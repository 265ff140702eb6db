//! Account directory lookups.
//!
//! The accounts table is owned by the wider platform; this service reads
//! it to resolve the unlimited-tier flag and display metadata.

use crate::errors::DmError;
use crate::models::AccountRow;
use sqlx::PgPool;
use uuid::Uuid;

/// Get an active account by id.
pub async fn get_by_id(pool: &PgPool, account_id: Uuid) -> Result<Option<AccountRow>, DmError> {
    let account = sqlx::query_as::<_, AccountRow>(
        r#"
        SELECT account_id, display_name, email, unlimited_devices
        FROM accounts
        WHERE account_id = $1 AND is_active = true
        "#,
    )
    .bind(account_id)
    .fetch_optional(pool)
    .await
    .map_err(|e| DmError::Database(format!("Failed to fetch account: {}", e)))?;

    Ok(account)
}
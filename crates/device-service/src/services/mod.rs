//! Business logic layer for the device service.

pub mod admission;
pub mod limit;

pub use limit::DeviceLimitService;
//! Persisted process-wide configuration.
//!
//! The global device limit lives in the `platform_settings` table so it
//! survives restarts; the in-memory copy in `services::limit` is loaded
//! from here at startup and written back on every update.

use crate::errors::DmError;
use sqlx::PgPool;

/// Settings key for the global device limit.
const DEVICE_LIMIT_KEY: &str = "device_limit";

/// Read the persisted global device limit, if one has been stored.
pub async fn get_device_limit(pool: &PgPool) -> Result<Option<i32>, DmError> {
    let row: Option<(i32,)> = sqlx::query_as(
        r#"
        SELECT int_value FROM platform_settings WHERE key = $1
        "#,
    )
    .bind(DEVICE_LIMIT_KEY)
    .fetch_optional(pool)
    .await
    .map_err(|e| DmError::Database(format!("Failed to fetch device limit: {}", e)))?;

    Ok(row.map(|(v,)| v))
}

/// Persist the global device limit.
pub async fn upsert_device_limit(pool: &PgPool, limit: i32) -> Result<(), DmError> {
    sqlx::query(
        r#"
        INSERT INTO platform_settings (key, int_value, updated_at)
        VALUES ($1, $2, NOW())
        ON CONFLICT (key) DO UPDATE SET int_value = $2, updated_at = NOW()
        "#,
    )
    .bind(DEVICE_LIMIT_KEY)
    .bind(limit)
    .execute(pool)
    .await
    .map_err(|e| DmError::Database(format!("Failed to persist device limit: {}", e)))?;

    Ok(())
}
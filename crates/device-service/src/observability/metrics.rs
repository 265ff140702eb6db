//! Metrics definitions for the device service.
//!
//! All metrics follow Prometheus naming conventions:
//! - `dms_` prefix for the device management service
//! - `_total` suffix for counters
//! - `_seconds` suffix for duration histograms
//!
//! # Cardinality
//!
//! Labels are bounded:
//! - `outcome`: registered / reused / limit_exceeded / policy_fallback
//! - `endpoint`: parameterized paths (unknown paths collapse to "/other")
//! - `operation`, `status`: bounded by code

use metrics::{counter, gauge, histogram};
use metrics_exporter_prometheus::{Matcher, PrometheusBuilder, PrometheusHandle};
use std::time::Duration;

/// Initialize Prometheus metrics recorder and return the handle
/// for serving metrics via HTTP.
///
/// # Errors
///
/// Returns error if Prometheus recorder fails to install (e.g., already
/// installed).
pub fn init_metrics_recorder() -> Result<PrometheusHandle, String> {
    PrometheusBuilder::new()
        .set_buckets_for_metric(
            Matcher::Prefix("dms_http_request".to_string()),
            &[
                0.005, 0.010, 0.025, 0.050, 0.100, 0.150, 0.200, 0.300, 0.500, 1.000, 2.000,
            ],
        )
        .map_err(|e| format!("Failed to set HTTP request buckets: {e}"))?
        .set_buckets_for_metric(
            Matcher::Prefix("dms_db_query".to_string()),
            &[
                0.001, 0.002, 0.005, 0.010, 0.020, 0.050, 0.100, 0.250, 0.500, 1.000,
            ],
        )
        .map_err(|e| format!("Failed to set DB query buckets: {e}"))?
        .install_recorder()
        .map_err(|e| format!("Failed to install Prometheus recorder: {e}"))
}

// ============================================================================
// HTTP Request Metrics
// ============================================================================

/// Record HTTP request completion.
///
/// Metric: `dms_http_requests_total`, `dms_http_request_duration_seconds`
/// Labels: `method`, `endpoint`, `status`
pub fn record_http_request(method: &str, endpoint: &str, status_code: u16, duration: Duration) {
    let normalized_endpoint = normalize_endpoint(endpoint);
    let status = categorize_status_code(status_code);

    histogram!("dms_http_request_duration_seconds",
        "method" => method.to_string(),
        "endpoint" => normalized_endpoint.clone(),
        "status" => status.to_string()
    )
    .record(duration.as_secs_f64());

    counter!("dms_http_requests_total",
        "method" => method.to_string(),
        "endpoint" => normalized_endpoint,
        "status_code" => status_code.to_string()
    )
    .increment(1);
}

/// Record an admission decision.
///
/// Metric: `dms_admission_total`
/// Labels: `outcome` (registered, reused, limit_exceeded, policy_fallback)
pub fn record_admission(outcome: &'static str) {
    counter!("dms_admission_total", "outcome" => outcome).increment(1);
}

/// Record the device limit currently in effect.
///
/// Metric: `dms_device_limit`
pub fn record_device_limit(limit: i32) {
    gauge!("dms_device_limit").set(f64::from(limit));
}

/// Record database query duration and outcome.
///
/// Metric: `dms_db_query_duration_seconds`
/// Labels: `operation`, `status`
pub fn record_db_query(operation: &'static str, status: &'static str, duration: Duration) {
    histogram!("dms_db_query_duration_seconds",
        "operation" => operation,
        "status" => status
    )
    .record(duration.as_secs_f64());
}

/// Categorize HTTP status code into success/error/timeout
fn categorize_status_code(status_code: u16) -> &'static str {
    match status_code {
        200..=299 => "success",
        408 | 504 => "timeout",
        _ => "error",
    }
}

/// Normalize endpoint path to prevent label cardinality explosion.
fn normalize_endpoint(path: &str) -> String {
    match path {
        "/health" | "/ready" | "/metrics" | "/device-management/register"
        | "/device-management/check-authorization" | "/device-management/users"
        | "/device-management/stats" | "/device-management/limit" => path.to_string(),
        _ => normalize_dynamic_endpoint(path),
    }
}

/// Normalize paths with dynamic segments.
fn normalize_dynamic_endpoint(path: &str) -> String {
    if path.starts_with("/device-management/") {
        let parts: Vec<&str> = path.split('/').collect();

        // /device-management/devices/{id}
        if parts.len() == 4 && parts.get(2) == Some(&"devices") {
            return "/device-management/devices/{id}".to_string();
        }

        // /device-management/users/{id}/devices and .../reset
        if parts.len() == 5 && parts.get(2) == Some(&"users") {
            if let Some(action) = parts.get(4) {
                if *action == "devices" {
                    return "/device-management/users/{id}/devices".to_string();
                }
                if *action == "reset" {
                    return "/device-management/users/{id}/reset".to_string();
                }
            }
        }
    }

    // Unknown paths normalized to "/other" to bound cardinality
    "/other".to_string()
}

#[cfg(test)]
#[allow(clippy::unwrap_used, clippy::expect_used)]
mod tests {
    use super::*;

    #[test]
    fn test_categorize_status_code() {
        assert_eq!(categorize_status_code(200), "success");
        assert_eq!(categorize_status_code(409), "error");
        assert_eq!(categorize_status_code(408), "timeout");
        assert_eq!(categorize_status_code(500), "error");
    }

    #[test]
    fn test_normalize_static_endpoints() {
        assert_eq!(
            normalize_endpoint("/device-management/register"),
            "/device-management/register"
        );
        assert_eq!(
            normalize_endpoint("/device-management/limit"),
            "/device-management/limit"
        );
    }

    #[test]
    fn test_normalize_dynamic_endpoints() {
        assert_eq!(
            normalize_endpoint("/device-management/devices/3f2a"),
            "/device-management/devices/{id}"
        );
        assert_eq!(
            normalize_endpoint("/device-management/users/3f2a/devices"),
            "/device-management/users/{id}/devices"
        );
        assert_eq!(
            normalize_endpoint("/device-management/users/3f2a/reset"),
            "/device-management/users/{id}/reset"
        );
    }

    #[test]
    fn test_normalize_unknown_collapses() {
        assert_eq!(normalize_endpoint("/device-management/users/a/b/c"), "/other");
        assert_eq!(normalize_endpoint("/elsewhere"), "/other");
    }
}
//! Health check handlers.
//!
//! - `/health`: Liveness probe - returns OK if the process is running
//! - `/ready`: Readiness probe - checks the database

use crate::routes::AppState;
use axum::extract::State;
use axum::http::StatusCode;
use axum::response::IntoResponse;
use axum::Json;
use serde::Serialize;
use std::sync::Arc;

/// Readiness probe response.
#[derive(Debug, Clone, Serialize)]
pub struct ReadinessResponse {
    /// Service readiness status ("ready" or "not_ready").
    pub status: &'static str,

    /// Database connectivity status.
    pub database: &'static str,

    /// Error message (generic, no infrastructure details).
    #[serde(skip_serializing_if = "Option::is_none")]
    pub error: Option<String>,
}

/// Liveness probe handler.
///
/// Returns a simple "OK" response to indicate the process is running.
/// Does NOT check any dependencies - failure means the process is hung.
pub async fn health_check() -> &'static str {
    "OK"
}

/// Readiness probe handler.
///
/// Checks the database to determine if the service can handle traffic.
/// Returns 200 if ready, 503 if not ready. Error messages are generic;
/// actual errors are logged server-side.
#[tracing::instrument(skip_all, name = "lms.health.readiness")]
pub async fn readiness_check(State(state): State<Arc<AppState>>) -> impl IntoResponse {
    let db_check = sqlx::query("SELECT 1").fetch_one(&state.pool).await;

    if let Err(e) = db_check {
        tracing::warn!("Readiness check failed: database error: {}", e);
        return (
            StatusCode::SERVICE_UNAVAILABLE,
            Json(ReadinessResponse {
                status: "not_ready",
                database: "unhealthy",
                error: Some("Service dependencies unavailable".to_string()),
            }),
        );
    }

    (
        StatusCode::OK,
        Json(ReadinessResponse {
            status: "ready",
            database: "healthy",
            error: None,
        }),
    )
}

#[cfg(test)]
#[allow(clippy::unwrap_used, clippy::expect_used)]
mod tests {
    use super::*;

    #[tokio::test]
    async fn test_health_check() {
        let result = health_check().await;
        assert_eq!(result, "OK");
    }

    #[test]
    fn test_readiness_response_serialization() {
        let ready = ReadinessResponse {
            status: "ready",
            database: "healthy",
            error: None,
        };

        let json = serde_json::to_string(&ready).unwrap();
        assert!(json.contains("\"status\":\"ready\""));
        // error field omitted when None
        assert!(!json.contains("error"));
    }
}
------------------------------------------------------------------------
> **Exercise directions**
Search the records for the word "DmError", then list every line that has it.

> **Output of the exercise**
use crate::errors::DmError;
pub async fn get_by_id(pool: &PgPool, account_id: Uuid) -> Result<Option<AccountRow>, DmError> {
    .map_err(|e| DmError::Database(format!("Failed to fetch account: {}", e)))?;
use crate::errors::DmError;
pub async fn get_device_limit(pool: &PgPool) -> Result<Option<i32>, DmError> {
    .map_err(|e| DmError::Database(format!("Failed to fetch device limit: {}", e)))?;
pub async fn upsert_device_limit(pool: &PgPool, limit: i32) -> Result<(), DmError> {
    .map_err(|e| DmError::Database(format!("Failed to persist device limit: {}", e)))?;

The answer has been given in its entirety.